I answered this question this morning but it did not get on the list. The brown book says toe in is 1/4 inch to 3/16 inch. I made a jig with sliding wood slats and right angle uprights on either end and a simple c clamp. Afixed at the top were some finishing nails to use as spot on measuring. Take a measurment from the front first and then go to the back of the front tyres. Takes a little back and forth but you can get it right on with a few tries. car should be static on a flat floor. I did a friends TC recently and the toe in was about an inch and a half when we started. We wound up at 1/4 inch. Take the car out and try it and try a few bumpy roads or a railroad crossing. If everything is correct nothing will happen but if it is wrong I have had a violent back and forth swaying fron the front wheels and tyres.

[D&J Edgar]

The toe in figures are a good start but realize if your tires are on the ground and you turn the adjustment rod, that the first bits of movement may only adjust out the slack in the system because of tire friction on the ground. So when you drive away and the system comes back to equilibrium it could be different than what you carefully set. Be sure to roll the car straight forward to wherever you do the measuring. Make the toe-in changes and then roll the car back and then straight forward again to double check before putting away your gauge and tools. Do not just roll back as forward forces on the tires are different than when rolling backwards. David Edgar, TC 5108 El Cajon, California

> I answered this question this morning but it did not get on the list.

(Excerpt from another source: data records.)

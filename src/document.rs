use scraper::{ElementRef, Html, Node, Selector};

use crate::utils::squash_whitespace;

#[derive(Debug, Clone, PartialEq, Eq)]
pub struct Link {
    pub text: String,
    pub href: String,
}

/// Read-only view of a parsed page. Lookups are positional: the first or all
/// elements matching a CSS selector. An invalid selector matches nothing.
pub trait Document {
    fn find_text(&self, selector: &str) -> Option<String> {
        self.find_all_text(selector).into_iter().next()
    }
    fn find_all_text(&self, selector: &str) -> Vec<String>;
    /// Text of the first match with a line break before each block element.
    /// Whitespace is otherwise left as is.
    fn find_raw_text(&self, selector: &str) -> Option<String>;
    fn find_attr(&self, selector: &str, attr: &str) -> Option<String>;
    fn find_all_attr(&self, selector: &str, attr: &str) -> Vec<String>;
    fn find_links(&self, selector: &str) -> Vec<Link>;
}

pub struct HtmlDocument {
    html: Html,
}

impl HtmlDocument {
    pub fn parse(content: &str) -> Self {
        HtmlDocument {
            html: Html::parse_document(content),
        }
    }

    fn select<'a>(&'a self, selector: &str) -> Vec<ElementRef<'a>> {
        match Selector::parse(selector) {
            Ok(s) => self.html.select(&s).collect(),
            Err(e) => {
                warn!("invalid selector '{}': {:?}", selector, e);
                vec![]
            }
        }
    }
}

const BLOCK_TAGS: &[&str] = &[
    "article", "br", "dd", "div", "dt", "footer", "h1", "h2", "h3", "h4", "h5", "h6", "header",
    "hr", "li", "ol", "p", "section", "table", "tr", "ul",
];

fn element_text(el: &ElementRef) -> String {
    squash_whitespace(&el.text().collect::<Vec<_>>().join(" "))
}

fn element_lines(el: &ElementRef) -> String {
    let mut out = String::new();
    for node in el.descendants() {
        match node.value() {
            Node::Text(text) => out.push_str(text),
            Node::Element(e) if BLOCK_TAGS.contains(&e.name()) => out.push('\n'),
            _ => {}
        }
    }
    out
}

impl Document for HtmlDocument {
    fn find_all_text(&self, selector: &str) -> Vec<String> {
        self.select(selector)
            .iter()
            .map(element_text)
            .filter(|t| !t.is_empty())
            .collect()
    }

    fn find_raw_text(&self, selector: &str) -> Option<String> {
        self.select(selector)
            .first()
            .map(element_lines)
            .filter(|t| !t.trim().is_empty())
    }

    fn find_attr(&self, selector: &str, attr: &str) -> Option<String> {
        self.find_all_attr(selector, attr).into_iter().next()
    }

    fn find_all_attr(&self, selector: &str, attr: &str) -> Vec<String> {
        self.select(selector)
            .iter()
            .filter_map(|el| el.value().attr(attr))
            .map(|v| v.trim().to_string())
            .filter(|v| !v.is_empty())
            .collect()
    }

    fn find_links(&self, selector: &str) -> Vec<Link> {
        self.select(selector)
            .iter()
            .filter_map(|el| {
                let href = el.value().attr("href")?.trim();
                if href.is_empty() {
                    return None;
                }
                Some(Link {
                    text: element_text(el),
                    href: href.to_string(),
                })
            })
            .collect()
    }
}

#[cfg(test)]
mod test {
    use super::*;

    const PAGE: &str = r#"
        <html><body>
          <h1>  Copy
            Genius </h1>
          <ul class="features-list"><li>One</li><li> </li><li>Two</li></ul>
          <a href="/pricing">See <b>Pricing</b></a>
          <a>no href</a>
          <img src=" /logo.png ">
        </body></html>"#;

    #[test]
    fn text_is_trimmed_and_squashed() {
        let d = HtmlDocument::parse(PAGE);
        assert_eq!(d.find_text("h1").as_deref(), Some("Copy Genius"));
        assert_eq!(d.find_all_text(".features-list li"), vec!["One", "Two"]);
        assert_eq!(d.find_text("h2"), None);
    }

    #[test]
    fn attributes_and_links() {
        let d = HtmlDocument::parse(PAGE);
        assert_eq!(d.find_attr("img[src]", "src").as_deref(), Some("/logo.png"));
        let links = d.find_links("a");
        assert_eq!(
            links,
            vec![Link {
                text: "See Pricing".into(),
                href: "/pricing".into()
            }]
        );
    }

    #[test]
    fn raw_text_keeps_block_boundaries() {
        let d = HtmlDocument::parse(
            "<div class='info'><p>Great <b>tool</b></p><h2>FAQ from X</h2><p>Free?</p></div>",
        );
        let raw = d.find_raw_text(".info").unwrap();
        let lines: Vec<&str> = raw.lines().filter(|l| !l.trim().is_empty()).collect();
        assert_eq!(lines, vec!["Great tool", "FAQ from X", "Free?"]);
        assert_eq!(d.find_raw_text(".missing"), None);
    }

    #[test]
    fn bad_selector_matches_nothing() {
        let d = HtmlDocument::parse(PAGE);
        assert!(d.find_all_text("li[[").is_empty());
    }
}
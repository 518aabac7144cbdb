/// Size formatting utilities: human-readable byte counts.
///
/// All internal sizes are `u64` bytes. Floating point is only used
/// at the display-formatting boundary.

const UNITS: [&str; 5] = ["B", "KB", "MB", "GB", "TB"];

/// Format a byte count with two decimals in the largest unit that keeps the
/// value below 1024 (binary units, short labels). Terabytes are the ceiling.
pub fn format_size(bytes: u64) -> String {
    let mut value = bytes as f64;
    let mut unit = 0;
    while value >= 1024.0 && unit < UNITS.len() - 1 {
        value /= 1024.0;
        unit += 1;
    }
    format!("{value:.2} {}", UNITS[unit])
}

/// Format a count with thousand separators.
pub fn format_count(count: u64) -> String {
    let digits = count.to_string();
    let mut out = String::with_capacity(digits.len() + digits.len() / 3);
    for (i, ch) in digits.chars().enumerate() {
        if i > 0 && (digits.len() - i) % 3 == 0 {
            out.push(',');
        }
        out.push(ch);
    }
    out
}
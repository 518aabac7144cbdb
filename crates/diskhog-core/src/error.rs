/// Error types for the scan engine.
///
/// Two very different kinds of failure exist:
///
/// - [`ScanError`]: fatal to a scan (missing root, cancellation, pool
///   construction). Returned from `Scanner::scan`; no partial results.
/// - [`SuppressedError`]: a single path could not be read. These never
///   abort anything; the path contributes zero bytes and the error is
///   offered to an [`ErrorObserver`](crate::scanner::ErrorObserver).
use std::path::PathBuf;
use thiserror::Error;

/// Fatal scan errors.
#[derive(Error, Debug)]
pub enum ScanError {
    /// The scan root does not exist.
    #[error("path does not exist: {}", .0.display())]
    RootNotFound(PathBuf),

    /// The scan root exists but is not a directory.
    #[error("not a directory: {}", .0.display())]
    NotADirectory(PathBuf),

    /// The scan root exists but its entries could not be listed.
    #[error("cannot read {}: {source}", path.display())]
    RootUnreadable {
        path: PathBuf,
        #[source]
        source: std::io::Error,
    },

    /// The user interrupted the scan; results were discarded.
    #[error("scan cancelled")]
    Cancelled,

    /// The aggregation worker pool could not be created.
    #[error("failed to build worker pool: {0}")]
    ThreadPool(#[from] rayon::ThreadPoolBuildError),

    /// The background scan thread panicked or could not be spawned.
    #[error("scan thread failed: {0}")]
    Thread(String),
}

/// Where in the pipeline a suppressed failure happened.
#[derive(Debug, Clone, Copy, PartialEq, Eq)]
pub enum ErrorScope {
    /// A single file or directory entry could not be stat'ed.
    Entry,
    /// A nested directory could not be opened or listed.
    Directory,
    /// A whole top-level unit could not be opened.
    TopDirectory,
    /// The flat file walk could not read an entry.
    Walk,
}

impl ErrorScope {
    /// Short label for logs and reports.
    pub fn label(self) -> &'static str {
        match self {
            Self::Entry => "entry",
            Self::Directory => "directory",
            Self::TopDirectory => "top-level directory",
            Self::Walk => "walk",
        }
    }
}

/// A per-path failure that was recovered locally and contributes zero.
#[derive(Debug)]
pub struct SuppressedError {
    pub path: PathBuf,
    pub scope: ErrorScope,
    pub error: std::io::Error,
}

impl SuppressedError {
    pub fn new(path: impl Into<PathBuf>, scope: ErrorScope, error: std::io::Error) -> Self {
        Self {
            path: path.into(),
            scope,
            error,
        }
    }
}

impl std::fmt::Display for SuppressedError {
    fn fmt(&self, f: &mut std::fmt::Formatter<'_>) -> std::fmt::Result {
        write!(
            f,
            "{} {}: {}",
            self.scope.label(),
            self.path.display(),
            self.error
        )
    }
}
/// On-disk footprint resolution.
///
/// "Size" is platform dependent: a sparse file allocates less than its
/// logical length, a compressed file less still, and a cloud placeholder
/// nothing at all. Each platform gets one [`SizeResolver`] implementation,
/// chosen once at startup by [`platform_resolver`]; the engine only ever
/// sees the trait.
///
/// Resolvers never fail. When the platform query is unavailable they
/// degrade to the logical length, and when even metadata is unreadable the
/// footprint is zero.
pub mod cloud;
#[cfg(unix)]
pub mod unix;
#[cfg(windows)]
pub mod windows;

use std::fs::Metadata;
use std::path::Path;
use std::sync::Arc;

/// Bytes a file actually consumes, plus an advisory placeholder flag.
#[derive(Debug, Clone, Copy, PartialEq, Eq, Default)]
pub struct Footprint {
    pub bytes: u64,
    /// Set when the content appears to be offloaded to a cloud provider.
    /// Display only; never affects aggregation.
    pub placeholder: bool,
}

impl Footprint {
    pub const ZERO: Footprint = Footprint {
        bytes: 0,
        placeholder: false,
    };

    #[inline]
    pub fn bytes(bytes: u64) -> Self {
        Self {
            bytes,
            placeholder: false,
        }
    }

    #[inline]
    pub fn placeholder() -> Self {
        Self {
            bytes: 0,
            placeholder: true,
        }
    }
}

/// Capability interface for footprint queries.
///
/// Implementations are stateless and shared across worker threads.
pub trait SizeResolver: Send + Sync {
    /// Footprint of `path`, given metadata the caller already holds
    /// (obtained without following symlinks).
    fn footprint(&self, path: &Path, metadata: &Metadata) -> Footprint;

    /// Short name for logs.
    fn name(&self) -> &'static str;

    /// Footprint of `path`, reading its metadata first. Unreadable paths
    /// resolve to zero.
    fn resolve(&self, path: &Path) -> Footprint {
        match std::fs::symlink_metadata(path) {
            Ok(meta) => self.footprint(path, &meta),
            Err(_) => Footprint::ZERO,
        }
    }
}

/// Reports the logical file length. Used as the universal fallback, for
/// apparent-size scans, and wherever tests need exact byte counts.
#[derive(Debug, Clone, Copy, Default)]
pub struct LogicalSizeResolver;

impl SizeResolver for LogicalSizeResolver {
    fn footprint(&self, _path: &Path, metadata: &Metadata) -> Footprint {
        Footprint::bytes(metadata.len())
    }

    fn name(&self) -> &'static str {
        "logical length"
    }
}

/// The best resolver for the platform this binary was built for.
pub fn platform_resolver() -> Arc<dyn SizeResolver> {
    #[cfg(windows)]
    {
        Arc::new(windows::CompressedSizeResolver)
    }
    #[cfg(unix)]
    {
        Arc::new(unix::BlockCountResolver)
    }
    #[cfg(not(any(unix, windows)))]
    {
        Arc::new(LogicalSizeResolver)
    }
}
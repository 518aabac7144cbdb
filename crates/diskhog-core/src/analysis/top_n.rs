/// Bounded "largest K" selection over an unbounded stream.
///
/// Keeps a min-heap of at most K entries whose root is the current weakest
/// survivor. Once full, an incoming item replaces the root only if it is
/// strictly larger; otherwise it is rejected in O(1). Each accepted item
/// costs O(log K), so the selector never holds more than K items regardless
/// of stream length.
///
/// Ties are stable: among equal sizes the item seen first ranks higher, and
/// a late arrival never displaces an earlier item of the same size.
use std::cmp::{Ordering, Reverse};
use std::collections::BinaryHeap;

/// Anything with a size the selector can rank by.
pub trait Measured {
    fn size(&self) -> u64;
}

/// An item tagged with its arrival sequence number.
#[derive(Debug)]
struct Ranked<T> {
    size: u64,
    seq: u64,
    item: T,
}

impl<T> PartialEq for Ranked<T> {
    fn eq(&self, other: &Self) -> bool {
        self.size == other.size && self.seq == other.seq
    }
}

impl<T> Eq for Ranked<T> {}

impl<T> PartialOrd for Ranked<T> {
    fn partial_cmp(&self, other: &Self) -> Option<Ordering> {
        Some(self.cmp(other))
    }
}

impl<T> Ord for Ranked<T> {
    /// Larger size ranks higher; for equal sizes the earlier arrival does.
    fn cmp(&self, other: &Self) -> Ordering {
        self.size
            .cmp(&other.size)
            .then_with(|| other.seq.cmp(&self.seq))
    }
}

/// Keeps the K largest items pushed into it.
#[derive(Debug)]
pub struct TopNSelector<T> {
    capacity: usize,
    heap: BinaryHeap<Reverse<Ranked<T>>>,
    seen: u64,
}

impl<T: Measured> TopNSelector<T> {
    /// A selector that retains at most `capacity` items. A capacity of zero
    /// accepts nothing.
    pub fn new(capacity: usize) -> Self {
        Self {
            capacity,
            // Avoid reserving huge buffers for "unbounded" capacities.
            heap: BinaryHeap::with_capacity(capacity.min(1_024)),
            seen: 0,
        }
    }

    /// Offer one item.
    pub fn push(&mut self, item: T) {
        let ranked = Ranked {
            size: item.size(),
            seq: self.seen,
            item,
        };
        self.seen += 1;

        if self.heap.len() < self.capacity {
            self.heap.push(Reverse(ranked));
            return;
        }
        if let Some(mut weakest) = self.heap.peek_mut() {
            if ranked > weakest.0 {
                *weakest = Reverse(ranked);
            }
        }
    }

    /// Current top items, largest first. Does not consume the selector.
    pub fn result(&self) -> Vec<T>
    where
        T: Clone,
    {
        let mut ranked: Vec<&Ranked<T>> = self.heap.iter().map(|r| &r.0).collect();
        ranked.sort_unstable_by(|a, b| b.cmp(a));
        ranked.into_iter().map(|r| r.item.clone()).collect()
    }

    /// Consume the selector, returning its items largest first.
    pub fn into_sorted(self) -> Vec<T> {
        // Ascending order of `Reverse<_>` is descending rank.
        self.heap
            .into_sorted_vec()
            .into_iter()
            .map(|r| r.0.item)
            .collect()
    }

    /// Number of items currently retained.
    #[inline]
    pub fn len(&self) -> usize {
        self.heap.len()
    }

    #[inline]
    pub fn is_empty(&self) -> bool {
        self.heap.is_empty()
    }

    /// Total items offered so far, accepted or not.
    #[inline]
    pub fn seen(&self) -> u64 {
        self.seen
    }
}

impl<T: Measured> Extend<T> for TopNSelector<T> {
    fn extend<I: IntoIterator<Item = T>>(&mut self, iter: I) {
        for item in iter {
            self.push(item);
        }
    }
}

#[cfg(test)]
mod tests {
    use super::*;

    #[derive(Debug, Clone, PartialEq, Eq)]
    struct Item {
        name: &'static str,
        size: u64,
    }

    impl Measured for Item {
        fn size(&self) -> u64 {
            self.size
        }
    }

    fn item(name: &'static str, size: u64) -> Item {
        Item { name, size }
    }

    fn sizes(items: &[Item]) -> Vec<u64> {
        items.iter().map(|i| i.size).collect()
    }

    #[test]
    fn keeps_two_largest_of_five() {
        let mut sel = TopNSelector::new(2);
        for (name, size) in [("a", 5), ("b", 3), ("c", 9), ("d", 1), ("e", 7)] {
            sel.push(item(name, size));
        }
        assert_eq!(sizes(&sel.result()), [9, 7]);
        assert_eq!(sizes(&sel.into_sorted()), [9, 7]);
    }

    #[test]
    fn zero_capacity_accepts_nothing() {
        let mut sel = TopNSelector::new(0);
        sel.extend([item("a", 10), item("b", 20)]);
        assert!(sel.is_empty());
        assert_eq!(sel.seen(), 2);
        assert!(sel.into_sorted().is_empty());
    }

    #[test]
    fn empty_stream_yields_empty_result() {
        let sel: TopNSelector<Item> = TopNSelector::new(5);
        assert!(sel.result().is_empty());
    }

    #[test]
    fn fewer_than_capacity_returns_all_sorted() {
        let mut sel = TopNSelector::new(10);
        sel.extend([item("a", 1), item("b", 30), item("c", 20)]);
        assert_eq!(sizes(&sel.result()), [30, 20, 1]);
    }

    #[test]
    fn many_more_than_capacity() {
        let mut sel = TopNSelector::new(3);
        for size in 0..10_007u64 {
            sel.push(Item { name: "x", size: (size * 7_919) % 10_007 });
        }
        assert_eq!(sel.len(), 3);
        assert_eq!(sizes(&sel.result()), [10_006, 10_005, 10_004]);
    }

    #[test]
    fn ties_keep_first_seen_order() {
        let mut sel = TopNSelector::new(3);
        sel.extend([
            item("first", 5),
            item("second", 5),
            item("big", 9),
            item("third", 5),
        ]);
        let names: Vec<_> = sel.result().iter().map(|i| i.name).collect();
        assert_eq!(names, ["big", "first", "second"]);
    }

    /// An equal-sized late arrival must not evict an earlier survivor.
    #[test]
    fn equal_size_does_not_displace_minimum() {
        let mut sel = TopNSelector::new(1);
        sel.extend([item("early", 4), item("late", 4)]);
        assert_eq!(sel.result()[0].name, "early");
    }

    #[test]
    fn permutations_select_same_sizes() {
        let base = [8u64, 3, 8, 1, 5, 5, 9, 2];
        let orders: [[usize; 8]; 3] = [
            [0, 1, 2, 3, 4, 5, 6, 7],
            [7, 6, 5, 4, 3, 2, 1, 0],
            [3, 6, 0, 5, 2, 7, 4, 1],
        ];
        for order in orders {
            let mut sel = TopNSelector::new(4);
            for idx in order {
                sel.push(item("p", base[idx]));
            }
            assert_eq!(sizes(&sel.result()), [9, 8, 8, 5]);
        }
    }
}
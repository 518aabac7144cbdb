/// Platform probes: privilege detection and the default scan root.
///
/// Nothing here changes how a scan behaves; frontends use it for defaults
/// and pre-scan messaging only.

pub mod permissions;

pub use permissions::is_elevated;

use std::path::PathBuf;

/// Filesystem root to scan when no path is given: `%SYSTEMDRIVE%\` on
/// Windows (falling back to `C:\`), `/` elsewhere.
pub fn default_root() -> PathBuf {
    #[cfg(windows)]
    {
        let drive = std::env::var("SYSTEMDRIVE").unwrap_or_else(|_| "C:".to_string());
        PathBuf::from(format!("{}\\", drive.trim_end_matches('\\')))
    }
    #[cfg(not(windows))]
    {
        PathBuf::from("/")
    }
}

#[cfg(test)]
mod tests {
    use super::*;

    #[test]
    fn default_root_is_absolute() {
        assert!(default_root().is_absolute());
    }
}
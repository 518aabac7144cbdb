/// Threshold-pruned, size-descending view of a `DirectoryNode` tree.
///
/// Pruning affects display only: a child below the threshold is neither
/// emitted nor descended into, but its bytes are still part of every
/// ancestor's size. The tree is never mutated, so the same tree can be
/// rendered repeatedly with different thresholds.
use crate::model::size::format_size;
use crate::model::DirectoryNode;
use compact_str::CompactString;
use serde::Serialize;
use std::fmt::Write;
use std::path::PathBuf;

/// One printable row of the hierarchy.
#[derive(Debug, Clone, PartialEq, Eq, Serialize)]
pub struct HierarchyLine {
    /// Nesting depth (0 = the rendered root).
    pub depth: usize,
    pub name: CompactString,
    pub path: PathBuf,
    pub size: u64,
}

/// Depth-first, largest-first listing of `node` and every descendant whose
/// size is at least `min_size`. The root itself is always emitted.
pub fn render(node: &DirectoryNode, min_size: u64) -> Vec<HierarchyLine> {
    let mut lines = Vec::new();
    let mut stack: Vec<(&DirectoryNode, usize)> = vec![(node, 0)];

    while let Some((current, depth)) = stack.pop() {
        lines.push(HierarchyLine {
            depth,
            name: current.name(),
            path: current.path.clone(),
            size: current.size,
        });

        // Push in reverse so the largest child is popped next.
        let children = current.children_by_size();
        stack.extend(
            children
                .into_iter()
                .filter(|child| child.size >= min_size)
                .rev()
                .map(|child| (child, depth + 1)),
        );
    }

    lines
}

/// Indented text rendering, one row per line: `name  (size)`.
pub fn format_hierarchy(lines: &[HierarchyLine]) -> String {
    let mut out = String::new();
    for line in lines {
        let _ = writeln!(
            out,
            "{:indent$}{}  ({})",
            "",
            line.name,
            format_size(line.size),
            indent = line.depth * 2
        );
    }
    out
}
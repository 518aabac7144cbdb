/// Flat `(path, size)` records produced by the scan and ranked by
/// [`TopNSelector`](crate::analysis::TopNSelector).
use crate::analysis::top_n::Measured;
use serde::Serialize;
use std::path::PathBuf;

/// A file discovered by the flat walk whose footprint cleared the
/// large-file floor.
#[derive(Debug, Clone, PartialEq, Eq, Serialize)]
pub struct FileRecord {
    pub path: PathBuf,
    /// Resolved on-disk footprint, not necessarily the logical length.
    pub size: u64,
    /// Advisory: the resolver believes the content is cloud-offloaded.
    pub placeholder: bool,
}

impl Measured for FileRecord {
    #[inline]
    fn size(&self) -> u64 {
        self.size
    }
}

/// A top-level directory and its aggregated footprint.
#[derive(Debug, Clone, PartialEq, Eq, Serialize)]
pub struct DirRecord {
    pub path: PathBuf,
    pub size: u64,
}

impl Measured for DirRecord {
    #[inline]
    fn size(&self) -> u64 {
        self.size
    }
}
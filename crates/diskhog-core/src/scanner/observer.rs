/// Hooks for auditing failures that the scan recovers from silently.
///
/// Observers see every suppressed error but cannot change aggregation:
/// the failing path contributes zero bytes either way.
use crate::error::{ErrorScope, SuppressedError};
use parking_lot::Mutex;

/// Receives suppressed per-path failures. Called concurrently from
/// worker threads.
pub trait ErrorObserver: Send + Sync {
    fn on_suppressed(&self, error: SuppressedError);
}

/// Discards everything.
#[derive(Debug, Default, Clone, Copy)]
pub struct NoopObserver;

impl ErrorObserver for NoopObserver {
    fn on_suppressed(&self, _error: SuppressedError) {}
}

/// Keeps every suppressed error in memory, up to a cap.
#[derive(Debug)]
pub struct CollectingObserver {
    errors: Mutex<Vec<SuppressedError>>,
    limit: usize,
}

impl CollectingObserver {
    /// Retain at most `limit` errors; later ones are dropped.
    pub fn with_limit(limit: usize) -> Self {
        Self {
            errors: Mutex::new(Vec::new()),
            limit,
        }
    }

    /// Number of errors retained so far.
    pub fn len(&self) -> usize {
        self.errors.lock().len()
    }

    pub fn is_empty(&self) -> bool {
        self.errors.lock().is_empty()
    }

    /// Retained errors in a given scope.
    pub fn count(&self, scope: ErrorScope) -> usize {
        self.errors.lock().iter().filter(|e| e.scope == scope).count()
    }

    /// Drain the retained errors.
    pub fn take(&self) -> Vec<SuppressedError> {
        std::mem::take(&mut *self.errors.lock())
    }
}

impl Default for CollectingObserver {
    fn default() -> Self {
        Self::with_limit(10_000)
    }
}

impl ErrorObserver for CollectingObserver {
    fn on_suppressed(&self, error: SuppressedError) {
        let mut errors = self.errors.lock();
        if errors.len() < self.limit {
            errors.push(error);
        }
    }
}
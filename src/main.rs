//! diskhog - finds what is eating your disk.
//!
//! Thin binary entry point. The scan engine lives in `diskhog-core`, the
//! command-line frontend in `diskhog-cli`.

use clap::Parser;
use diskhog_cli::CliArgs;
use std::process::ExitCode;
use tracing::error;
use tracing_subscriber::EnvFilter;

fn main() -> ExitCode {
    let args = CliArgs::parse();
    setup_logging(args.verbose);

    match diskhog_cli::run(args) {
        Ok(code) => code,
        Err(e) => {
            error!("{:#}", e);
            eprintln!("Error: {:#}", e);
            ExitCode::FAILURE
        }
    }
}

/// Log to stderr. `RUST_LOG` overrides the default filter.
fn setup_logging(verbose: bool) {
    let default = if verbose {
        "diskhog=debug,diskhog_core=debug,diskhog_cli=debug,warn"
    } else {
        "diskhog=info,diskhog_core=info,diskhog_cli=info,warn"
    };
    let filter = EnvFilter::try_from_default_env().unwrap_or_else(|_| EnvFilter::new(default));

    tracing_subscriber::fmt()
        .with_env_filter(filter)
        .with_writer(std::io::stderr)
        .with_target(false)
        .with_thread_ids(false)
        .with_file(false)
        .with_line_number(false)
        .init();
}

Very possible that if you read the group emails from the Yahoo web site that you replied either to just the sender, or possibly to the mg-tabc-ownner rather than the group address.

[David Lodge]

I always used pages of newspapers under the front tyres for easy swivelling. Regards, Lodge

--- On Fri, 21/8/09, D&J Edgar djedgar@pacbell.net> wrote: From: D&J Edgar djedgar@pacbell.net> Subject: Re: [mg-tabc] Re: Toe-In To: "TABC" mg-tabc@yahoogroups.com> Date: Friday, 21 August, 2009, 5:54 PM The toe in figures are a good start but realize if your tires are on the ground and you turn the adjustment rod, that the first bits of movement may only adjust out the slack in the system because of tire friction on the ground. So when you drive away and the system comes back to equilibrium it could be different than what you carefully set. Be sure to roll the car straight forward to wherever you do the measuring. Make the toe-in changes and then roll the car back and then straight forward again to double check before putting away your gauge and tools. Do not just roll back as forward forces on the tires are different than when rolling backwards. David Edgar, TC 5108 El Cajon, California > I answered this question this morning but it did not get on the list. Very possible that if you read the group emails from the Yahoo web site that you replied either to just the sender, or possibly to the mg-tabc-ownner rather than the group address. [Non-text portions of this message have been removed]

[Austin R. Baer]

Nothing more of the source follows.